SUPPLIED DATA =

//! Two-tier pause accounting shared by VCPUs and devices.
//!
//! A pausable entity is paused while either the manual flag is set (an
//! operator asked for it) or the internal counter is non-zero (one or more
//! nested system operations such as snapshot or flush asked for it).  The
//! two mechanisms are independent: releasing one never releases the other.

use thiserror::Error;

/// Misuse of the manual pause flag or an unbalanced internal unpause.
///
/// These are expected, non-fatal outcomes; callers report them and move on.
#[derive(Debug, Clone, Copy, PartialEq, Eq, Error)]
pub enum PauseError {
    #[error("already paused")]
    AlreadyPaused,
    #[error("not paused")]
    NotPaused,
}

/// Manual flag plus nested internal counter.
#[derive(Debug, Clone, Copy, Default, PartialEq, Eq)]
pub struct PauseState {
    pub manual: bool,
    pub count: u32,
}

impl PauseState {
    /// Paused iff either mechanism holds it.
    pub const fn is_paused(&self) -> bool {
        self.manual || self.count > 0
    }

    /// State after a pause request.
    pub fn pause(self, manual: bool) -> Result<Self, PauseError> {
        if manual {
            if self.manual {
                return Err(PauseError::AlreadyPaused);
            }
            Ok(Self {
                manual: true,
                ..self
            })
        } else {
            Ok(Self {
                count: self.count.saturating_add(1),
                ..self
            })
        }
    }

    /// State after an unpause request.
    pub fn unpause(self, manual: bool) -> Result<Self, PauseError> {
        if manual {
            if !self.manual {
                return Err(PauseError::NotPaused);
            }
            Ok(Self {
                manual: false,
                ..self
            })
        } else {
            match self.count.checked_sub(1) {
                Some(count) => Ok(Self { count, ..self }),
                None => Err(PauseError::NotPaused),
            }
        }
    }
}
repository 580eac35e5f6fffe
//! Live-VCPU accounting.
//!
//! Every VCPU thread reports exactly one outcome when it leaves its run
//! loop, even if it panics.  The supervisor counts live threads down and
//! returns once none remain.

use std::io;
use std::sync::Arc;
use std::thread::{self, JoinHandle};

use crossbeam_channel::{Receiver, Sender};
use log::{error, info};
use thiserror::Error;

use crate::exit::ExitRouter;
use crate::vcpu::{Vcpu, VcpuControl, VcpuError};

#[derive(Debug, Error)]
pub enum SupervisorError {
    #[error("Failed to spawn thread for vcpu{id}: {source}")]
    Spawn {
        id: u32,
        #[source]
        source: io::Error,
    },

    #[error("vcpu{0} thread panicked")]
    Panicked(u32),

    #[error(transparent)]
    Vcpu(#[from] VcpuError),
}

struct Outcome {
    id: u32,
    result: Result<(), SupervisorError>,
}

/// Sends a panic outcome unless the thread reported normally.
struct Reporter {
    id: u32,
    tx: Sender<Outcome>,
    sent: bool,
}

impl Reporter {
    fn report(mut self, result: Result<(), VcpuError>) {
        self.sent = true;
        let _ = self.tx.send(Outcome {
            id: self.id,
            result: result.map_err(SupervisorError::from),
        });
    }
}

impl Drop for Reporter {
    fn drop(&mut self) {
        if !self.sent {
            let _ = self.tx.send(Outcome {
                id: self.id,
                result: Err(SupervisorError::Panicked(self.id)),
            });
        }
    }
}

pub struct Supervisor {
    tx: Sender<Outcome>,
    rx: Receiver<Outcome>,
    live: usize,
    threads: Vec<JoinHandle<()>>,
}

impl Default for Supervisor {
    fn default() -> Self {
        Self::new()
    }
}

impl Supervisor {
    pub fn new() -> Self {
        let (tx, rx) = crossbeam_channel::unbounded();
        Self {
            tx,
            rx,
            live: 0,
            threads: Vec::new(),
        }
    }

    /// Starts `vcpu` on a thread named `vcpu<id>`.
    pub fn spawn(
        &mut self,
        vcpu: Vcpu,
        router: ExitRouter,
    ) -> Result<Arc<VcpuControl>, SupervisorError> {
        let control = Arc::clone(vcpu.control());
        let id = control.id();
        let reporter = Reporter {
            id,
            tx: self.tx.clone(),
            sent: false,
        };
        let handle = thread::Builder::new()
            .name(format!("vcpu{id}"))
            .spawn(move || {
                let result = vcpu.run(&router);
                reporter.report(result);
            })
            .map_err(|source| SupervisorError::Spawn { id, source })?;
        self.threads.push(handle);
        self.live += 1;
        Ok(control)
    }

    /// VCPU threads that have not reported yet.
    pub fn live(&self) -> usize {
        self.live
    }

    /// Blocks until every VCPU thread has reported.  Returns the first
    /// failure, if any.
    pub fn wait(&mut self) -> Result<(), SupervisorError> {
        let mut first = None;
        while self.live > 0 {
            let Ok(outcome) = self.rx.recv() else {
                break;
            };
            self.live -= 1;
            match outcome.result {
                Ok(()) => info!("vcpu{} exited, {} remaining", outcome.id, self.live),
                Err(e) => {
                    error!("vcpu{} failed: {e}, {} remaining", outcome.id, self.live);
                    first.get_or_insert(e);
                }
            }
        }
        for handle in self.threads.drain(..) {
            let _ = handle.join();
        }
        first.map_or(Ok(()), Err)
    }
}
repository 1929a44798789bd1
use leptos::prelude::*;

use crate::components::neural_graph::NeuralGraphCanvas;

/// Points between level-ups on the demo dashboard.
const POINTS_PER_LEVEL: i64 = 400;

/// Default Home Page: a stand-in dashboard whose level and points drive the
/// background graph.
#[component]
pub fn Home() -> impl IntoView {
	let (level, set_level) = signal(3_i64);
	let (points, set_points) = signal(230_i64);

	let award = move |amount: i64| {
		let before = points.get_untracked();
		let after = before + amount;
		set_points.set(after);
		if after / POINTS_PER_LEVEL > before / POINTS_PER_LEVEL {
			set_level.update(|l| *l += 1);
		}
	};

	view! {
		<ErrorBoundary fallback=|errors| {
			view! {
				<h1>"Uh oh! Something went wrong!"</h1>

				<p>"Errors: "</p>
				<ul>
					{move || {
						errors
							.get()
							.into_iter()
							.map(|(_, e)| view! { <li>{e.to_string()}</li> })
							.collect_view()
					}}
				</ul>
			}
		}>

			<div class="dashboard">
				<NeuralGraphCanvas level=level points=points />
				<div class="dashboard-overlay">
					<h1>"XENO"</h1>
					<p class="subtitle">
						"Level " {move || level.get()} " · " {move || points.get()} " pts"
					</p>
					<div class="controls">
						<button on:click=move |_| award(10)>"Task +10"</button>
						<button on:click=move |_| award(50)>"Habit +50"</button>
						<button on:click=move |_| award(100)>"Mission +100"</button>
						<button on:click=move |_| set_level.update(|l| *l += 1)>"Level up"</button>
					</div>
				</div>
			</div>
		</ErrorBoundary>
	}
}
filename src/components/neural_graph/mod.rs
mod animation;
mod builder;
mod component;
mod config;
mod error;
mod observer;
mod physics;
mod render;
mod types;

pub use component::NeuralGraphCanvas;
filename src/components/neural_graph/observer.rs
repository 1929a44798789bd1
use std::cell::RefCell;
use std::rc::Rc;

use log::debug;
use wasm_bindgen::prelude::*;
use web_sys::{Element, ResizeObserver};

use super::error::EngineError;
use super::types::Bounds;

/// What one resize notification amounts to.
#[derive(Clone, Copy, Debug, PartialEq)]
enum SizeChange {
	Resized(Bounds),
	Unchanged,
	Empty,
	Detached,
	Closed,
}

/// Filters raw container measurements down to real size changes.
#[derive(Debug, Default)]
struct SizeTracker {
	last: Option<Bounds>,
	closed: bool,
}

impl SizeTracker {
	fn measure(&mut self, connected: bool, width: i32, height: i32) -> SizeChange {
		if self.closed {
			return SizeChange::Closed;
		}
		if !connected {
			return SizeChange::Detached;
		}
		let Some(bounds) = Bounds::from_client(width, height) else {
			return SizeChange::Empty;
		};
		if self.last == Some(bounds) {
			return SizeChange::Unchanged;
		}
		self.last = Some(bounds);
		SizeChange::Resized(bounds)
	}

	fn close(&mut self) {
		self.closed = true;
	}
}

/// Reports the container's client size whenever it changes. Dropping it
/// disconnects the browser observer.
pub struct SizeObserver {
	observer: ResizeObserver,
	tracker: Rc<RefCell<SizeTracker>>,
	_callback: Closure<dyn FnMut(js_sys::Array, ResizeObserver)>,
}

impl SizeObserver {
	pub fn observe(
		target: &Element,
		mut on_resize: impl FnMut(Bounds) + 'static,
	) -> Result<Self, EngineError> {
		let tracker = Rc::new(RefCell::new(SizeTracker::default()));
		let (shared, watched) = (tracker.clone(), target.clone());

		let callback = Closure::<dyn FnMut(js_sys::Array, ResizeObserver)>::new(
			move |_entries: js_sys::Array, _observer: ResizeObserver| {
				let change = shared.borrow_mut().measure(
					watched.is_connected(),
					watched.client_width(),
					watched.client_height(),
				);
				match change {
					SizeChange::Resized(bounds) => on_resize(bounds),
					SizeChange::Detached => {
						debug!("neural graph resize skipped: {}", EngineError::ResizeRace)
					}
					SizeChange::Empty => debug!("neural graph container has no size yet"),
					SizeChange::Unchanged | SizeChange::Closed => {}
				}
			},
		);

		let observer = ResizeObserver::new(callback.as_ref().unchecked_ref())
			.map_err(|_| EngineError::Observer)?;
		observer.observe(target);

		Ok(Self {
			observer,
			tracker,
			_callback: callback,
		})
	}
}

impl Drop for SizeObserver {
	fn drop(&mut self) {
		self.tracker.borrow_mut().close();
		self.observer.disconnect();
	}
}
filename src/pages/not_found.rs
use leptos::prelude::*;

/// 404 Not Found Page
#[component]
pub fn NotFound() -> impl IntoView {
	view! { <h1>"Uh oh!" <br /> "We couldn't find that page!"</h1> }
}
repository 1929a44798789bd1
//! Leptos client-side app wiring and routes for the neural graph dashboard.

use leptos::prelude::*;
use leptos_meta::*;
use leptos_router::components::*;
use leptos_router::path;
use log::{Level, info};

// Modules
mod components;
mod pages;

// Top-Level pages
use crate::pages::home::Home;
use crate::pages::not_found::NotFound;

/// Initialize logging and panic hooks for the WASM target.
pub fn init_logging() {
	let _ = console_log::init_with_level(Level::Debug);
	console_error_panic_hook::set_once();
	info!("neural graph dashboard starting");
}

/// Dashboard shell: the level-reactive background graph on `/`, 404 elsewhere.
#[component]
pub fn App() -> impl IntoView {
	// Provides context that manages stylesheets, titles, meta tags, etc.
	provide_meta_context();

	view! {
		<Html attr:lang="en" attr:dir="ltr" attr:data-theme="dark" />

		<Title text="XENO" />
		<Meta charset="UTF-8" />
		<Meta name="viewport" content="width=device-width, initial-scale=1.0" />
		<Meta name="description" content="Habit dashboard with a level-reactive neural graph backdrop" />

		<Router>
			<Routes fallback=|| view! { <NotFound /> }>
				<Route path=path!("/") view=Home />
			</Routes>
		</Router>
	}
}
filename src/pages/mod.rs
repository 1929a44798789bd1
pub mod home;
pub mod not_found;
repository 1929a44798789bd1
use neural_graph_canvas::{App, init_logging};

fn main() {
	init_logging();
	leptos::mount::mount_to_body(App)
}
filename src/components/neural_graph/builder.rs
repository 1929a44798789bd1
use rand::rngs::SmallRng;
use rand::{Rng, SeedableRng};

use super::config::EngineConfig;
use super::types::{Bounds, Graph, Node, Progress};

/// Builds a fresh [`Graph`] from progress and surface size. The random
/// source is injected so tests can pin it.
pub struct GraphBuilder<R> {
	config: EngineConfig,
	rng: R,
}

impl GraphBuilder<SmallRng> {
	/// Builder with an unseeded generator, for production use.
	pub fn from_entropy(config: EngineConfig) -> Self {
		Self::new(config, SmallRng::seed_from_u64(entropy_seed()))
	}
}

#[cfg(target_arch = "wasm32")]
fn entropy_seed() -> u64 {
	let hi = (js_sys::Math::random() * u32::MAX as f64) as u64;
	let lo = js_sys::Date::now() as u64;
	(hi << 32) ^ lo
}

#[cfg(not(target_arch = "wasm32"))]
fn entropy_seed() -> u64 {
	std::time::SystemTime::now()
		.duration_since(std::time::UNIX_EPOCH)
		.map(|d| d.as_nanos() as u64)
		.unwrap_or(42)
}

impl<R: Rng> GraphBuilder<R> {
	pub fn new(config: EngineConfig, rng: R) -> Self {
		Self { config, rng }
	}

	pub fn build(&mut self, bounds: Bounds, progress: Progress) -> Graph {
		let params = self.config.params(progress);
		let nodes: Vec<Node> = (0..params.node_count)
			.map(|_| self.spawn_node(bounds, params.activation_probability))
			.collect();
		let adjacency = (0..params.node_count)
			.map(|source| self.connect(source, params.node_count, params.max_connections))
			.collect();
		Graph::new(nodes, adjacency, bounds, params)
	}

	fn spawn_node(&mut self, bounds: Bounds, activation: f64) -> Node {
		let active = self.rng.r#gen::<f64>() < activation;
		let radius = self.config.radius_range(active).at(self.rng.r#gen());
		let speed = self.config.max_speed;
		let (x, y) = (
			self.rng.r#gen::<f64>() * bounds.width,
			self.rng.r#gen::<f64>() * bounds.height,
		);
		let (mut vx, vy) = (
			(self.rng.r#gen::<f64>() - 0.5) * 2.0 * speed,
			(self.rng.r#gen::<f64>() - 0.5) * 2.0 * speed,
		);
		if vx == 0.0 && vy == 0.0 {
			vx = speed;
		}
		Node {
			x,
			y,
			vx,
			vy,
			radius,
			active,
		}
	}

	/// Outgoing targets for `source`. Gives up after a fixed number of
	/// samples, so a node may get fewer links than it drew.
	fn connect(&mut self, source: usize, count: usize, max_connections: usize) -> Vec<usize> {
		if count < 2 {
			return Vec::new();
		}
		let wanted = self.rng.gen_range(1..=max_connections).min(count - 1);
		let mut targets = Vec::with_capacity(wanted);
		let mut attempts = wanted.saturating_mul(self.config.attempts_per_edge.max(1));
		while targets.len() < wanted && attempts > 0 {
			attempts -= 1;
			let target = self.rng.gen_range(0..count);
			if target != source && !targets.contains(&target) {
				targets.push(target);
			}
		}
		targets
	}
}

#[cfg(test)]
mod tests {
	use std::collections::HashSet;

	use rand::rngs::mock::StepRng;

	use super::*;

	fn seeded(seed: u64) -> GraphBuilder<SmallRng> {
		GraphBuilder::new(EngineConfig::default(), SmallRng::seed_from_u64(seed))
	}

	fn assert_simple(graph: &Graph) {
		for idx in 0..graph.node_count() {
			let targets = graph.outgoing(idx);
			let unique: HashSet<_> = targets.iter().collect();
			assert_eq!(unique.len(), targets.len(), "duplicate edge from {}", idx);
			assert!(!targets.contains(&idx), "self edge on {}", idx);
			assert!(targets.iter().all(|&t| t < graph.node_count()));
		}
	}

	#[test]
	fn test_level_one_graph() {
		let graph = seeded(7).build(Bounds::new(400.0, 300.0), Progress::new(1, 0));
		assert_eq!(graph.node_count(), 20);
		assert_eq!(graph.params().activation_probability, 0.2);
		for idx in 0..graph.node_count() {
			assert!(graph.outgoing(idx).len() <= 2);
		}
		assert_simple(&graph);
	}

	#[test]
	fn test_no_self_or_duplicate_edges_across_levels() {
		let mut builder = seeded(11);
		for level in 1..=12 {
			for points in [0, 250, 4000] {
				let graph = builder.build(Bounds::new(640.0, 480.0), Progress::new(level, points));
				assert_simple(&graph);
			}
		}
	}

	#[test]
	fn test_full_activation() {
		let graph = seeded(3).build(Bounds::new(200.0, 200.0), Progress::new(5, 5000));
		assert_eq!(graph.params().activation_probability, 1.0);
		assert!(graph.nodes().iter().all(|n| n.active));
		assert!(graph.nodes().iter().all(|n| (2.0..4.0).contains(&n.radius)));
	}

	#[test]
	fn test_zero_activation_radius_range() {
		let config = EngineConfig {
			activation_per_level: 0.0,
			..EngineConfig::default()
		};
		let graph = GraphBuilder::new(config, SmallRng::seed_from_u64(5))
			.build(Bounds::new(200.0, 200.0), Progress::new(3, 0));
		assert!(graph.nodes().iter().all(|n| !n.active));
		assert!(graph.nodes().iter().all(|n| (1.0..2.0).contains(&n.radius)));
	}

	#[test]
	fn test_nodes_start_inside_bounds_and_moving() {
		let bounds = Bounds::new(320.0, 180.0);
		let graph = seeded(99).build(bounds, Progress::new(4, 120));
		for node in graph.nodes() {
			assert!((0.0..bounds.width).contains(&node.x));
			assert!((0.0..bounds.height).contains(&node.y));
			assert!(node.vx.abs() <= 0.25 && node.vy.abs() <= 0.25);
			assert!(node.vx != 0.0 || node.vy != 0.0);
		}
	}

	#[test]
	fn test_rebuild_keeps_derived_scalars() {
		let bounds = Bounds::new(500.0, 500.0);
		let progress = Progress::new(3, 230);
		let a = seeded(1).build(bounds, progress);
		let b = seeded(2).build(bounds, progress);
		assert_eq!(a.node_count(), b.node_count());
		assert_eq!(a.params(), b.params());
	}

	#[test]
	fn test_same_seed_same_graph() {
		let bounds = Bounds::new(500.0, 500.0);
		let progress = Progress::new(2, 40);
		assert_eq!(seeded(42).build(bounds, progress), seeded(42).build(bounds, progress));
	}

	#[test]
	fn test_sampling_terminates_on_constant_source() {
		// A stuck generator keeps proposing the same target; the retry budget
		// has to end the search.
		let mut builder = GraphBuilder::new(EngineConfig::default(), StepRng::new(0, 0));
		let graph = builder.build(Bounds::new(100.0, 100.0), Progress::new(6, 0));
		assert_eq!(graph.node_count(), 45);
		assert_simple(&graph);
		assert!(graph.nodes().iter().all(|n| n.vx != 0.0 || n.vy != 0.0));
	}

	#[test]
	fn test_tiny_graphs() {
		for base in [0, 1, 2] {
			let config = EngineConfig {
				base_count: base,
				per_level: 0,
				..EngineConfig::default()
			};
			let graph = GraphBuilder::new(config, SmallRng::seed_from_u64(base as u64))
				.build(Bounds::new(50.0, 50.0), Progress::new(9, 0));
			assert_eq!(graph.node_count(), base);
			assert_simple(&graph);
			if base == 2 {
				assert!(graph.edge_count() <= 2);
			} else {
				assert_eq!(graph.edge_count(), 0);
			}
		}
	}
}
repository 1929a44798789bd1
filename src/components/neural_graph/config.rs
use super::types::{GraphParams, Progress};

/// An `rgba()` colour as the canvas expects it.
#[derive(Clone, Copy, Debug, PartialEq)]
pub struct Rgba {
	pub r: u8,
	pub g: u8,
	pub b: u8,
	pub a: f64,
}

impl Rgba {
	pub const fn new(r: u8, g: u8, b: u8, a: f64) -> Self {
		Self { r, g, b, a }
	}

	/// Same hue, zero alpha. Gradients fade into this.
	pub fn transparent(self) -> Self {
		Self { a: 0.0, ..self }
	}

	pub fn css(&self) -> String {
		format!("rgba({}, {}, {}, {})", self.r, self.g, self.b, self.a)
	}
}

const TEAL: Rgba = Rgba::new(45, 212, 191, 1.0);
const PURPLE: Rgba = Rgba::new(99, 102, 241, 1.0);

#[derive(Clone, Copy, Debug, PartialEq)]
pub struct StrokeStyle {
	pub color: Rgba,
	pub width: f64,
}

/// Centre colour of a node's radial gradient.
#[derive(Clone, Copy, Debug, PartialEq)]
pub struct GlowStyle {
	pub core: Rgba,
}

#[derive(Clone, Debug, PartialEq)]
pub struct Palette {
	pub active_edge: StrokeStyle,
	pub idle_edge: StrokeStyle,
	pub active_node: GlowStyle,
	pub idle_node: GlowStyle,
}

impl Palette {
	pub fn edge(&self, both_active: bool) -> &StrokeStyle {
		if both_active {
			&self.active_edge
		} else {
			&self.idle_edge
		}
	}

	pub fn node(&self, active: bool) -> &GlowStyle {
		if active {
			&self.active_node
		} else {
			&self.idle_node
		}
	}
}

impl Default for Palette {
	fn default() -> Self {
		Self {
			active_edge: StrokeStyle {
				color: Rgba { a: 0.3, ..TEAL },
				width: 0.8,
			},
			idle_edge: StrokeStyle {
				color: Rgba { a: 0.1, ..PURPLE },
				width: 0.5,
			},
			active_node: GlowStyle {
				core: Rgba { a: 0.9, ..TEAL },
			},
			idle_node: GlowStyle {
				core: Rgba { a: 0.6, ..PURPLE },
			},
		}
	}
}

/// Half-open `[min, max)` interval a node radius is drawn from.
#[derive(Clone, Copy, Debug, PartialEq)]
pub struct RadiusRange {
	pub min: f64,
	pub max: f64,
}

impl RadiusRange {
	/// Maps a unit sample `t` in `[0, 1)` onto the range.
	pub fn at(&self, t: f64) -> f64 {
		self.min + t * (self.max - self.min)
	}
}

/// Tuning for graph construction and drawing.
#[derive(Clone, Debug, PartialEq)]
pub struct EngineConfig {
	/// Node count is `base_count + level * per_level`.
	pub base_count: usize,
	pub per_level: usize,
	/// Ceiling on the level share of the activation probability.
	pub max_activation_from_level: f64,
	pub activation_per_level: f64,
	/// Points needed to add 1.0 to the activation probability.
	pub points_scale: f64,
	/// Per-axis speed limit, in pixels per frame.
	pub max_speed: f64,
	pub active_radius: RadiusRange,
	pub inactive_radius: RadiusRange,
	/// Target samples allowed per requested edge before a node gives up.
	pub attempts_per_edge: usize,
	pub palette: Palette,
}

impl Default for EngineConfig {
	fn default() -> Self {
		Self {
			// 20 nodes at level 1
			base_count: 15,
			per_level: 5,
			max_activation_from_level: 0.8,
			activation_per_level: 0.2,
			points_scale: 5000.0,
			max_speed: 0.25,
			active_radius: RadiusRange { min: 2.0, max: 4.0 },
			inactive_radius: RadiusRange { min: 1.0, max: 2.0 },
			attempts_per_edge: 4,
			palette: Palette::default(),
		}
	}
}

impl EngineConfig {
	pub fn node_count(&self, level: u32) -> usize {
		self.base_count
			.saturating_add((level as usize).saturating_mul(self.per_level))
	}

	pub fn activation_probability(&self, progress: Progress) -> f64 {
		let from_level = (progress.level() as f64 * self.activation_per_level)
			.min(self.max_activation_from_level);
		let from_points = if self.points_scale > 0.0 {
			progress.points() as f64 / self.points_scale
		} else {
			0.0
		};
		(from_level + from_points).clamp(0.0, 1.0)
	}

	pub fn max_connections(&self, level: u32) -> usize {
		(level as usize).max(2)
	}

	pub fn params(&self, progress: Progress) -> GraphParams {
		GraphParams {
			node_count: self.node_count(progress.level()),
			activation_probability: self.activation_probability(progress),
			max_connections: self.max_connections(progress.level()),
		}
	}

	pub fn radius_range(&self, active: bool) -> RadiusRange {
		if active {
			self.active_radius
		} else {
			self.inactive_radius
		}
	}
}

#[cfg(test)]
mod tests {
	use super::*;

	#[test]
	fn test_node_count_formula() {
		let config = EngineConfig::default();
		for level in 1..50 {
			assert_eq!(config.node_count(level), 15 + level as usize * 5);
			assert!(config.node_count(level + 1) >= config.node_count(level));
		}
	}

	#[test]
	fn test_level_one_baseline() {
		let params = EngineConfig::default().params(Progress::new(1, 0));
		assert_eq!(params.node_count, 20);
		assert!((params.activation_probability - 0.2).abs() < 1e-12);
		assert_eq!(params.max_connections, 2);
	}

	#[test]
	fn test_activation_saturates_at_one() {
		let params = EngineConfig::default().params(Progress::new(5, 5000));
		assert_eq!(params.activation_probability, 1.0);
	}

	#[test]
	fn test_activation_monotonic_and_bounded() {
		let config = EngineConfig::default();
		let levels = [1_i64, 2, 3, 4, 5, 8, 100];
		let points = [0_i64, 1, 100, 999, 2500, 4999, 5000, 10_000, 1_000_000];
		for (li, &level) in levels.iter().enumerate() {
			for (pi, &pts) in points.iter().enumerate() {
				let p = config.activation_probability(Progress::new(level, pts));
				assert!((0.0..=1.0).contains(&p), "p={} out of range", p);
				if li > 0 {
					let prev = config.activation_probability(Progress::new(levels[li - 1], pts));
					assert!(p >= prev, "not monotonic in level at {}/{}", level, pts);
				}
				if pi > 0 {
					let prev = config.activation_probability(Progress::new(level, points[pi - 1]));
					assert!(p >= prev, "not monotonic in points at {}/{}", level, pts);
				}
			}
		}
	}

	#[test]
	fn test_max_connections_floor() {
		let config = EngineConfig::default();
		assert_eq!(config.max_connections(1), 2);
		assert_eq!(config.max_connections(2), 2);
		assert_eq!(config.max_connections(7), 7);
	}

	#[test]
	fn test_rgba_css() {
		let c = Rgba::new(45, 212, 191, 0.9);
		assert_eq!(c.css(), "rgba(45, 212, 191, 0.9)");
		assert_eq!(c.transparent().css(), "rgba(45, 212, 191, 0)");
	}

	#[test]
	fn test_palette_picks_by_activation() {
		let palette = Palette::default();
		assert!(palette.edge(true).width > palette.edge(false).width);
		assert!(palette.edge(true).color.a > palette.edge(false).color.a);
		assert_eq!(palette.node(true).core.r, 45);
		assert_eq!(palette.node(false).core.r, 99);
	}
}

WHAT YOU SHOULD DO =
Return the total number of lines in the records that contain "flag", without any explanation.

EXERCISE SOLUTION =
3